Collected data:
____
#![allow(dead_code)]

use std::collections::HashMap;
use std::io::Write;
use std::sync::Arc;
use std::time::Duration;

use anyhow::anyhow;
use async_trait::async_trait;
use axum::{http::StatusCode, routing::get, Router};
use flate2::write::GzEncoder;
use flate2::Compression;
use tokio::net::TcpListener;
use tokio::task::JoinHandle;

use chartscan::chart::HttpChartSource;
use chartscan::inspect::ImageInspector;
use chartscan::scanner::ChartScanner;
use chartscan::scheduler::InspectionScheduler;

// Build an in-memory .tgz with the given files
pub fn build_chart(files: &[(&str, &str)]) -> Vec<u8> {
    let mut builder = tar::Builder::new(GzEncoder::new(Vec::new(), Compression::default()));
    for (name, content) in files {
        let mut header = tar::Header::new_gnu();
        header.set_size(content.len() as u64);
        header.set_mode(0o644);
        header.set_cksum();
        builder.append_data(&mut header, name, content.as_bytes()).unwrap();
    }
    let mut encoder = builder.into_inner().unwrap();
    encoder.flush().unwrap();
    encoder.finish().unwrap()
}

// Serve each archive at its path; everything else is a 404
pub async fn start_chart_server(charts: Vec<(&'static str, Vec<u8>)>) -> (JoinHandle<()>, String) {
    let listener = TcpListener::bind("127.0.0.1:0").await.unwrap();
    let port = listener.local_addr().unwrap().port();

    let mut app = Router::new();
    for (path, archive) in charts {
        app = app.route(
            path,
            get(move || {
                let archive = archive.clone();
                async move { archive }
            }),
        );
    }
    let app = app.fallback(|| async { (StatusCode::NOT_FOUND, "no such chart") });

    let server = tokio::spawn(async move {
        axum::serve(listener, app).await.unwrap();
    });

    (server, format!("http://127.0.0.1:{}", port))
}

// Registry double answering from a fixed table
pub struct StaticInspector {
    pub layers: HashMap<String, Vec<Option<u64>>>,
}

impl StaticInspector {
    pub fn new(images: &[(&str, &[u64])]) -> Self {
        let layers = images
            .iter()
            .map(|(name, sizes)| (name.to_string(), sizes.iter().copied().map(Some).collect()))
            .collect();
        Self { layers }
    }
}

#[async_trait]
impl ImageInspector for StaticInspector {
    async fn layer_sizes(&self, reference: &str) -> anyhow::Result<Vec<Option<u64>>> {
        self.layers
            .get(reference)
            .cloned()
            .ok_or_else(|| anyhow!("MANIFEST_UNKNOWN: {}", reference))
    }
}

pub fn scanner_with(inspector: StaticInspector) -> ChartScanner {
    let source = HttpChartSource::new(Duration::from_secs(10), 1024 * 1024).unwrap();
    let scheduler = InspectionScheduler::new(Arc::new(inspector), 2, Duration::from_secs(10));
    ChartScanner::new(Arc::new(source), scheduler)
}
pub mod client;
pub mod digest;
pub mod error;
pub mod image_reference;
pub mod models;

// Re-export main client types for convenience
pub use client::{basic_auth, BearerChallenge, Client, ClientSession};
pub use digest::OciDigest;
pub use error::RegistryError;
pub use image_reference::ImageReference;
pub use models::{Descriptor, ImageManifest, ImageManifestList, ManifestVariant, Platform};
use std::collections::{HashMap, HashSet};
use std::str::FromStr;

use async_trait::async_trait;
use ociclient::{basic_auth, Client, ImageReference, Platform};
use tracing::debug;

use crate::config::RegistryConfig;

/// Looks up the layers of an image in its registry.
#[async_trait]
pub trait ImageInspector: Send + Sync {
    /// Size of every layer of `reference`, in manifest order. `None` marks a
    /// layer whose size the registry did not report.
    async fn layer_sizes(&self, reference: &str) -> anyhow::Result<Vec<Option<u64>>>;
}

/// `ImageInspector` backed by the OCI distribution API.
pub struct RegistryInspector {
    http: reqwest::Client,
    platform: Platform,
    insecure: HashSet<String>,
    /// Encoded basic credentials by lowercase registry host
    credentials: HashMap<String, String>,
}

impl RegistryInspector {
    pub fn new(config: &RegistryConfig) -> Self {
        let credentials = config
            .credentials
            .iter()
            .map(|(host, creds)| {
                (host.to_ascii_lowercase(), basic_auth(&creds.username, &creds.password))
            })
            .collect();

        Self {
            http: reqwest::Client::new(),
            platform: Platform::new(&config.platform_os, &config.platform_arch),
            insecure: config.insecure.iter().cloned().collect(),
            credentials,
        }
    }

    // Credentials only ever go to the host they were configured for
    fn credentials_for(&self, reference: &ImageReference) -> Option<String> {
        [reference.registry.as_str(), reference.api_host()]
            .iter()
            .find_map(|host| self.credentials.get(&host.to_ascii_lowercase()))
            .cloned()
    }

    fn registry_url(&self, reference: &ImageReference) -> String {
        let scheme = if self.insecure.contains(&reference.registry) {
            "http"
        } else {
            "https"
        };
        format!("{}://{}", scheme, reference.api_host())
    }
}

#[async_trait]
impl ImageInspector for RegistryInspector {
    async fn layer_sizes(&self, reference: &str) -> anyhow::Result<Vec<Option<u64>>> {
        let parsed = ImageReference::from_str(reference)?;

        let client = Client::with_http_client(
            self.registry_url(&parsed),
            self.credentials_for(&parsed),
            self.http.clone(),
        );
        let mut session = client.new_session(parsed.repository.clone());

        let manifest = session
            .resolve_image_manifest(&parsed.target(), &self.platform)
            .await?;

        debug!(
            "Resolved {} to {} layers via {}",
            reference,
            manifest.layers.len(),
            client.registry_url()
        );

        Ok(manifest.layer_sizes())
    }
}

#[cfg(test)]
mod tests {
    use super::*;
    use crate::config::{AppConfig, RegistryCredentials};

    #[test]
    fn test_registry_url_scheme() {
        let mut config = AppConfig::default().registry;
        config.insecure = vec!["localhost:5000".to_string()];
        let inspector = RegistryInspector::new(&config);

        let local: ImageReference = "localhost:5000/app:1".parse().unwrap();
        assert_eq!(inspector.registry_url(&local), "http://localhost:5000");

        let hub: ImageReference = "nginx:1.25".parse().unwrap();
        assert_eq!(inspector.registry_url(&hub), "https://registry-1.docker.io");
    }

    #[test]
    fn test_credentials_are_scoped_to_their_host() {
        let mut config = AppConfig::default().registry;
        config.credentials.insert(
            "GHCR.io".to_string(),
            RegistryCredentials {
                username: "user".to_string(),
                password: "pass".to_string(),
            },
        );
        let inspector = RegistryInspector::new(&config);

        let own: ImageReference = "ghcr.io/org/app:1".parse().unwrap();
        assert_eq!(inspector.credentials_for(&own).as_deref(), Some("dXNlcjpwYXNz"));

        let other: ImageReference = "evil.example.com/org/app:1".parse().unwrap();
        assert_eq!(inspector.credentials_for(&other), None);

        let hub: ImageReference = "nginx:1.25".parse().unwrap();
        assert_eq!(inspector.credentials_for(&hub), None);
    }

    #[tokio::test]
    async fn test_malformed_reference_fails_inspection() {
        let inspector = RegistryInspector::new(&AppConfig::default().registry);
        assert!(inspector.layer_sizes("not a reference").await.is_err());
    }
}
use std::sync::Arc;

use axum::{
    body::Bytes,
    extract::State,
    http::StatusCode,
    response::IntoResponse,
    routing::{get, post},
    Json, Router,
};
use opentelemetry::metrics::{Counter, Histogram, Meter, Unit};
use tracing::{error, info, instrument, warn};

use super::models::ScanRequest;
use crate::error::{AppError, Result};
use crate::models::ImageInfo;
use crate::scanner::ChartScanner;

// Service metrics exported on /metrics
pub struct AppMetrics {
    pub scan_requests: Counter<u64>,
    pub scan_failures: Counter<u64>,
    pub images_discovered: Histogram<f64>,
    pub inspection_failures: Counter<u64>,
}

impl AppMetrics {
    pub fn new(meter: &Meter) -> Self {
        Self {
            scan_requests: meter
                .u64_counter("scan_requests_total")
                .with_description("Total number of scan requests")
                .with_unit(Unit::new("requests"))
                .init(),
            scan_failures: meter
                .u64_counter("scan_failures_total")
                .with_description("Scans aborted by a fatal error")
                .with_unit(Unit::new("requests"))
                .init(),
            images_discovered: meter
                .f64_histogram("images_discovered")
                .with_description("Unique image references found per chart")
                .with_unit(Unit::new("images"))
                .init(),
            inspection_failures: meter
                .u64_counter("image_inspection_failures_total")
                .with_description("Images whose registry inspection failed or timed out")
                .with_unit(Unit::new("images"))
                .init(),
        }
    }
}

// Type alias for our application state
pub type AppState = (Arc<ChartScanner>, Arc<AppMetrics>);

// Create the router for the scan API
pub fn scan_router(state: AppState) -> Router<AppState> {
    Router::new()
        .route("/scan", post(scan_chart))
        .route("/healthz", get(health_check))
        .with_state(state)
}

async fn health_check() -> impl IntoResponse {
    (StatusCode::OK, "ok")
}

// Scan a chart archive and report the size of every image it references
#[instrument(name = "scan_chart", skip_all)]
async fn scan_chart(
    State((scanner, metrics)): State<AppState>,
    body: Bytes,
) -> Result<Json<Vec<ImageInfo>>> {
    // Increment request counter
    metrics.scan_requests.add(1, &[]);

    // Decoded whatever the Content-Type says
    let request: ScanRequest = serde_json::from_slice(&body).map_err(|e| {
        warn!("Rejected scan request: {}", e);
        AppError::BadRequest("invalid JSON body".to_string())
    })?;

    let chart_url = request.chart_url.trim();
    if chart_url.is_empty() {
        return Err(AppError::BadRequest("chart_url is required".to_string()));
    }

    info!("Scanning chart: {}", chart_url);
    let report = match scanner.scan(chart_url).await {
        Ok(report) => report,
        Err(e) => {
            metrics.scan_failures.add(1, &[]);
            error!("Scan of {} failed: {}", chart_url, e);
            return Err(e.into());
        }
    };

    metrics.images_discovered.record(report.discovered as f64, &[]);
    metrics
        .inspection_failures
        .add(report.inspection_failures() as u64, &[]);

    info!(
        "Scan of {} finished: {} of {} images inspected, {} documents skipped",
        chart_url,
        report.images.len(),
        report.discovered,
        report.documents_skipped
    );

    let mut images = report.images;
    images.sort_by(|a, b| a.image.cmp(&b.image));
    Ok(Json(images))
}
____
TO DO |
Go through the records above line by line and say how many lines include "collections", giving only that number.

EXPECTED ANSWER |
2